Robert Bowers, 46, was arraigned one day after a grand jury issued a 44-count indictment that charges him with murder, hate crimes, obstructing the practice of religion and other crimes. It was his second brief appearance in a federal courtroom since the weekend massacre at Tree of Life synagogue in Pittsburgh’s Squirrel Hill neighborhood.
“Yes!” Bowers said in a loud voice when asked if he understood the charges.
Authorities say Bowers raged against Jews during and after the deadliest anti-Semitic attack in American history. He remains jailed without bail
Bowers, who was shot and wounded during a gun battle that injured four police officers, walked into court under his own power, his left arm heavily bandaged. He was in a wheelchair at his first court appearance on Monday.

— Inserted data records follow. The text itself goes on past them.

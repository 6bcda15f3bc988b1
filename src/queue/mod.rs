//! Work Queue for Control Loops
//!
//! Producers report "this key needs processing" with [`WorkQueue::add`];
//! workers pull keys with [`WorkQueue::get`], process them and report back
//! with [`WorkQueue::done`]. A key is never handed to two workers at once,
//! and re-adding a key while it is being processed causes exactly one more
//! delivery after it is done.
//!
//! # Architecture
//!
//! - **WorkQueue**: the engine, one lock and one condition variable
//! - **QueueMetrics**: lifecycle hooks feeding a [`MetricsProvider`]
//! - **Reporter**: background thread reporting the age of in-flight work
//! - **Clock**: injectable time source, with a fake for tests
//!
//! # Usage
//!
//! ```rust
//! use std::sync::Arc;
//! use std::thread;
//! use workqueue::WorkQueue;
//!
//! let queue = Arc::new(WorkQueue::<u64>::new());
//!
//! let worker = {
//!     let queue = Arc::clone(&queue);
//!     thread::spawn(move || {
//!         let mut processed = 0;
//!         while let Some(key) = queue.get() {
//!             processed += key;
//!             queue.done(&key);
//!         }
//!         processed
//!     })
//! };
//!
//! for key in 1..=4 {
//!     queue.add(key);
//! }
//! queue.shut_down_with_drain();
//! assert_eq!(worker.join().unwrap(), 10);
//! ```

pub mod clock;
pub mod config;
pub mod error;
pub mod metrics;
mod reporter;
pub mod work_queue;

// Re-export main types for convenience
pub use clock::{Clock, FakeClock, RealClock, Ticker};
pub use config::{QueueConfig, DEFAULT_UNFINISHED_WORK_UPDATE_PERIOD};
pub use error::{QueueError, QueueResult};
pub use metrics::{
    set_provider, CounterMetric, GaugeMetric, HistogramMetric, MetricsProvider,
    NoopMetricsProvider, SettableGaugeMetric,
};
pub use work_queue::{Interface, WorkQueue, WorkQueueBuilder};

#[cfg(test)]
mod tests;
//! Time Sources
//!
//! The queue and its unfinished-work reporter never read the system clock
//! directly. They go through [`Clock`], which supplies the current instant
//! and periodic tickers. [`RealClock`] is backed by `Instant::now()` and
//! `crossbeam_channel::tick`; [`FakeClock`] is advanced by hand so tests can
//! assert exact elapsed durations.

use std::sync::Arc;
use std::time::{Duration, Instant};

use crossbeam_channel::{self, Receiver, Sender, TrySendError};
use parking_lot::Mutex;

/// Source of the current time and of periodic tickers
pub trait Clock: Send + Sync {
    /// Current instant
    fn now(&self) -> Instant;

    /// Create a ticker delivering an instant every `period`
    fn new_ticker(&self, period: Duration) -> Box<dyn Ticker>;
}

/// A stoppable stream of tick events
pub trait Ticker: Send {
    /// Channel the ticks are delivered on
    fn ticks(&self) -> &Receiver<Instant>;

    /// Stop delivering ticks. Idempotent.
    fn stop(&mut self);
}

/// Wall clock
#[derive(Debug, Default, Clone, Copy)]
pub struct RealClock;

impl RealClock {
    pub fn new() -> Self {
        Self
    }
}

impl Clock for RealClock {
    fn now(&self) -> Instant {
        Instant::now()
    }

    fn new_ticker(&self, period: Duration) -> Box<dyn Ticker> {
        Box::new(RealTicker {
            receiver: crossbeam_channel::tick(period),
        })
    }
}

struct RealTicker {
    receiver: Receiver<Instant>,
}

impl Ticker for RealTicker {
    fn ticks(&self) -> &Receiver<Instant> {
        &self.receiver
    }

    fn stop(&mut self) {
        // Dropping the tick receiver stops crossbeam's timer.
        self.receiver = crossbeam_channel::never();
    }
}

/// Manually advanced clock for deterministic tests
///
/// Cloning a `FakeClock` yields another handle onto the same time line.
#[derive(Clone)]
pub struct FakeClock {
    state: Arc<Mutex<FakeClockState>>,
}

struct FakeClockState {
    now: Instant,
    next_id: u64,
    waiters: Vec<FakeWaiter>,
}

struct FakeWaiter {
    id: u64,
    target: Instant,
    period: Duration,
    sender: Sender<Instant>,
}

impl FakeClock {
    /// Create a fake clock starting at the current wall-clock instant
    pub fn new() -> Self {
        Self::starting_at(Instant::now())
    }

    /// Create a fake clock starting at `start`
    pub fn starting_at(start: Instant) -> Self {
        Self {
            state: Arc::new(Mutex::new(FakeClockState {
                now: start,
                next_id: 0,
                waiters: Vec::new(),
            })),
        }
    }

    /// Advance the clock by `step`, firing any tickers that came due
    pub fn step(&self, step: Duration) {
        let mut state = self.state.lock();
        let target = state.now + step;
        Self::set_time_locked(&mut state, target);
    }

    /// Move the clock to `time`, firing any tickers that came due
    pub fn set_time(&self, time: Instant) {
        let mut state = self.state.lock();
        Self::set_time_locked(&mut state, time);
    }

    /// Whether any ticker is currently waiting on this clock
    ///
    /// Tests poll this before stepping so the first tick is not raced
    /// against the reporter registering its ticker.
    pub fn has_waiters(&self) -> bool {
        !self.state.lock().waiters.is_empty()
    }

    fn set_time_locked(state: &mut FakeClockState, time: Instant) {
        state.now = time;
        state.waiters.retain_mut(|waiter| {
            if waiter.target > time {
                return true;
            }
            // At most one tick per step; a full channel drops the tick like
            // a slow reader of a real ticker would.
            match waiter.sender.try_send(time) {
                Ok(()) | Err(TrySendError::Full(_)) => {}
                Err(TrySendError::Disconnected(_)) => return false,
            }
            if waiter.period.is_zero() {
                return true;
            }
            while waiter.target <= time {
                waiter.target += waiter.period;
            }
            true
        });
    }

    fn remove_waiter(&self, id: u64) {
        self.state.lock().waiters.retain(|waiter| waiter.id != id);
    }
}

impl Default for FakeClock {
    fn default() -> Self {
        Self::new()
    }
}

impl Clock for FakeClock {
    fn now(&self) -> Instant {
        self.state.lock().now
    }

    fn new_ticker(&self, period: Duration) -> Box<dyn Ticker> {
        let (sender, receiver) = crossbeam_channel::bounded(1);
        let id = {
            let mut state = self.state.lock();
            let id = state.next_id;
            state.next_id += 1;
            let target = state.now + period;
            state.waiters.push(FakeWaiter {
                id,
                target,
                period,
                sender,
            });
            id
        };
        Box::new(FakeTicker {
            id,
            clock: self.clone(),
            receiver,
            stopped: false,
        })
    }
}

struct FakeTicker {
    id: u64,
    clock: FakeClock,
    receiver: Receiver<Instant>,
    stopped: bool,
}

impl Ticker for FakeTicker {
    fn ticks(&self) -> &Receiver<Instant> {
        &self.receiver
    }

    fn stop(&mut self) {
        if !self.stopped {
            self.stopped = true;
            self.clock.remove_waiter(self.id);
        }
    }
}

impl Drop for FakeTicker {
    fn drop(&mut self) {
        self.stop();
    }
}

#[cfg(test)]
mod tests {
    use super::*;

    #[test]
    fn test_fake_clock_step_advances_now() {
        let start = Instant::now();
        let clock = FakeClock::starting_at(start);

        clock.step(Duration::from_micros(50));
        assert_eq!(clock.now().duration_since(start), Duration::from_micros(50));

        clock.set_time(start + Duration::from_secs(2));
        assert_eq!(clock.now().duration_since(start), Duration::from_secs(2));
    }

    #[test]
    fn test_fake_ticker_fires_when_due() {
        let clock = FakeClock::new();
        let ticker = clock.new_ticker(Duration::from_millis(10));
        assert!(clock.has_waiters());

        clock.step(Duration::from_millis(5));
        assert!(ticker.ticks().try_recv().is_err());

        clock.step(Duration::from_millis(5));
        assert_eq!(ticker.ticks().try_recv().ok(), Some(clock.now()));
    }

    #[test]
    fn test_fake_ticker_fires_once_per_step() {
        let clock = FakeClock::new();
        let ticker = clock.new_ticker(Duration::from_millis(1));

        clock.step(Duration::from_secs(3600));
        assert!(ticker.ticks().try_recv().is_ok());
        assert!(ticker.ticks().try_recv().is_err());

        // Deadline moved past the new time, so the next step fires again.
        clock.step(Duration::from_millis(1));
        assert!(ticker.ticks().try_recv().is_ok());
    }

    #[test]
    fn test_stopped_ticker_is_unregistered() {
        let clock = FakeClock::new();
        let mut ticker = clock.new_ticker(Duration::from_millis(1));
        ticker.stop();
        assert!(!clock.has_waiters());

        clock.step(Duration::from_millis(5));
        assert!(ticker.ticks().try_recv().is_err());
    }

    #[test]
    fn test_dropped_ticker_is_unregistered() {
        let clock = FakeClock::new();
        let ticker = clock.new_ticker(Duration::from_millis(1));
        drop(ticker);
        assert!(!clock.has_waiters());
    }

    #[test]
    fn test_real_ticker_stop() {
        let clock = RealClock::new();
        let mut ticker = clock.new_ticker(Duration::from_millis(1));
        assert!(ticker.ticks().recv_timeout(Duration::from_secs(1)).is_ok());

        ticker.stop();
        assert!(ticker.ticks().recv_timeout(Duration::from_millis(20)).is_err());
    }
}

Bowers, who is stocky and square-faced with salt-and-pepper, closely cropped hair, frowned as the charges were read but did not appear to have a reaction as a federal prosecutor announced he could face a death sentence. He told a prosecutor he had read the indictment.
One of his federal public defenders, Michael Novara, said Bowers pleaded not guilty, “as is typical at this stage of the proceedings.”
Bowers had been set for a preliminary hearing on the evidence, but federal prosecutors instead took the case to a grand jury.
The panel issued the indictment as funerals continued for the victims.
Jared Younger of Los Angeles told mourners that he waited for hours Saturday for his father to pick up his phone or let them know he was all right. The dread built all day until his sister learned their father, Irving Younger, had indeed been shot and killed.
“That waiting stage was just unbearable,” Jared Younger said at his father’s funeral Wednesday. “Saturday was the most lonely day of my life.”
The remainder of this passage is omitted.